O relator, deputado Julio Cesar Ribeiro (Republicanos-DF), recomendou a aprovação do texto. “É uma solução simples e eficaz para estimular a adoção de certificados, somando-se de forma harmoniosa à legislação em vigor”, disse ele.
Segundo o senador Irajá (PSD-TO), autor da proposta, a medida é necessária para que os certificados digitais da Infraestrutura de Chaves Públicas Brasileira (ICP-Brasil) também possam atestar poderes de representação de alguns usuários.

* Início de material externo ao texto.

// SPDX-FileCopyrightText: 2025 Jason Pena <jasonpena@awkless.com>
// SPDX-License-Identifier: MIT

//! In-memory stores for unit tests.

use crate::{
    config::{DependencyRef, ProjectManifest},
    store::{ConfigStore, ProjectStore, Result, StoreError},
};

use std::{
    cell::{Cell, RefCell},
    collections::{BTreeMap, BTreeSet},
    path::PathBuf,
};

/// Project store holding manifests by module name.
#[derive(Debug, Default)]
pub(crate) struct MemoryProject {
    pub(crate) manifests: RefCell<BTreeMap<String, ProjectManifest>>,
}

impl MemoryProject {
    pub(crate) fn with_root(manifest: ProjectManifest) -> Self {
        Self {
            manifests: RefCell::new(BTreeMap::from([(String::new(), manifest)])),
        }
    }

    fn with_manifest<T>(&self, module: &str, f: impl FnOnce(&mut ProjectManifest) -> T) -> Result<T> {
        let mut manifests = self.manifests.borrow_mut();
        let manifest = manifests
            .get_mut(module)
            .ok_or_else(|| StoreError::MissingManifest {
                path: PathBuf::from(module),
            })?;
        Ok(f(manifest))
    }
}

impl ProjectStore for MemoryProject {
    fn is_project_available(&self) -> bool {
        self.manifests.borrow().contains_key("")
    }

    fn add_dependencies(&self, module: &str, dependencies: &BTreeSet<DependencyRef>) -> Result<()> {
        self.with_manifest(module, |manifest| {
            for dependency in dependencies {
                manifest.declare(dependency);
            }
        })
    }

    fn remove_dependencies(
        &self,
        module: &str,
        dependencies: &BTreeSet<DependencyRef>,
    ) -> Result<()> {
        self.with_manifest(module, |manifest| {
            for dependency in dependencies {
                manifest.undeclare(dependency);
            }
        })
    }

    fn dependencies(&self, module: &str) -> Result<BTreeSet<DependencyRef>> {
        self.with_manifest(module, |manifest| {
            manifest.dependencies.iter().cloned().collect()
        })
    }

    fn project_name(&self, module: &str) -> Result<String> {
        self.with_manifest(module, |manifest| manifest.project.name.clone())
    }

    fn is_feature_installed(&self, name: &str) -> bool {
        self.manifests
            .borrow()
            .get("")
            .is_some_and(|manifest| manifest.project.features.iter().any(|f| f == name))
    }
}

/// Config store holding fully qualified properties by profile.
///
/// The empty profile name stands for the default property file.
#[derive(Debug, Default)]
pub(crate) struct MemoryConfig {
    pub(crate) profiles: RefCell<BTreeMap<String, BTreeMap<String, String>>>,
    pub(crate) writes: Cell<usize>,
}

impl MemoryConfig {
    pub(crate) fn with_properties<'a>(
        properties: impl IntoIterator<Item = (&'a str, &'a str)>,
    ) -> Self {
        let properties = properties
            .into_iter()
            .map(|(key, value)| (key.to_owned(), value.to_owned()))
            .collect();

        Self {
            profiles: RefCell::new(BTreeMap::from([(String::new(), properties)])),
            writes: Cell::new(0),
        }
    }

    /// Snapshot of qualified properties under optional profile.
    pub(crate) fn snapshot(&self, profile: Option<&str>) -> BTreeMap<String, String> {
        self.profiles
            .borrow()
            .get(profile.unwrap_or_default())
            .cloned()
            .unwrap_or_default()
    }
}

impl ConfigStore for MemoryConfig {
    fn property(&self, namespace: &str, key: &str, profile: Option<&str>) -> Result<Option<String>> {
        Ok(self.snapshot(profile).get(&format!("{namespace}.{key}")).cloned())
    }

    fn add_properties(
        &self,
        namespace: &str,
        properties: &BTreeMap<String, String>,
        profile: Option<&str>,
        force: bool,
    ) -> Result<()> {
        let mut profiles = self.profiles.borrow_mut();
        let name = profile.unwrap_or_default();
        if profile.is_some() && !force && !profiles.contains_key(name) {
            return Err(StoreError::MissingProfile {
                profile: name.into(),
                path: PathBuf::from(name),
            });
        }

        let target = profiles.entry(name.into()).or_default();
        for (key, value) in properties {
            target.insert(format!("{namespace}.{key}"), value.clone());
        }
        self.writes.set(self.writes.get() + 1);

        Ok(())
    }

    fn remove_property(&self, namespace: &str, key: &str, profile: Option<&str>) -> Result<()> {
        if let Some(target) = self
            .profiles
            .borrow_mut()
            .get_mut(profile.unwrap_or_default())
        {
            target.remove(&format!("{namespace}.{key}"));
        }
        self.writes.set(self.writes.get() + 1);

        Ok(())
    }

    fn property_keys(
        &self,
        namespace: &str,
        qualified: bool,
        profile: Option<&str>,
    ) -> Result<BTreeSet<String>> {
        let prefix = format!("{namespace}.");
        Ok(self
            .snapshot(profile)
            .into_keys()
            .filter_map(|key| {
                let relative = key.strip_prefix(prefix.as_str())?.to_owned();
                Some(if qualified { key } else { relative })
            })
            .collect())
    }
}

Hoje, no caso dos certificados usados por empresas, órgãos públicos e pessoas incapazes, é preciso mostrar a documentação em papel de representantes e representados. Para Irajá, a exigência “debilita a utilidade da certificação digital”.
Pela proposta aprovada, certificados atuais não serão afetados pela mudança, uma vez que já podem conter informações sobre poderes de representação.
Ainda segundo o texto, desenvolvedores e mantenedores de softwares terão de assegurar nas operações todos os dados sobre quem está praticando eventual ato e se o faz representando alguém ou alguma entidade.
Próximos passos
O projeto ainda será analisado pela Comissão de Constituição e Justiça e de Cidadania e, depois seguirá para o Plenário. Para virar lei, terá de ser aprovado pela Câmara sem alterações.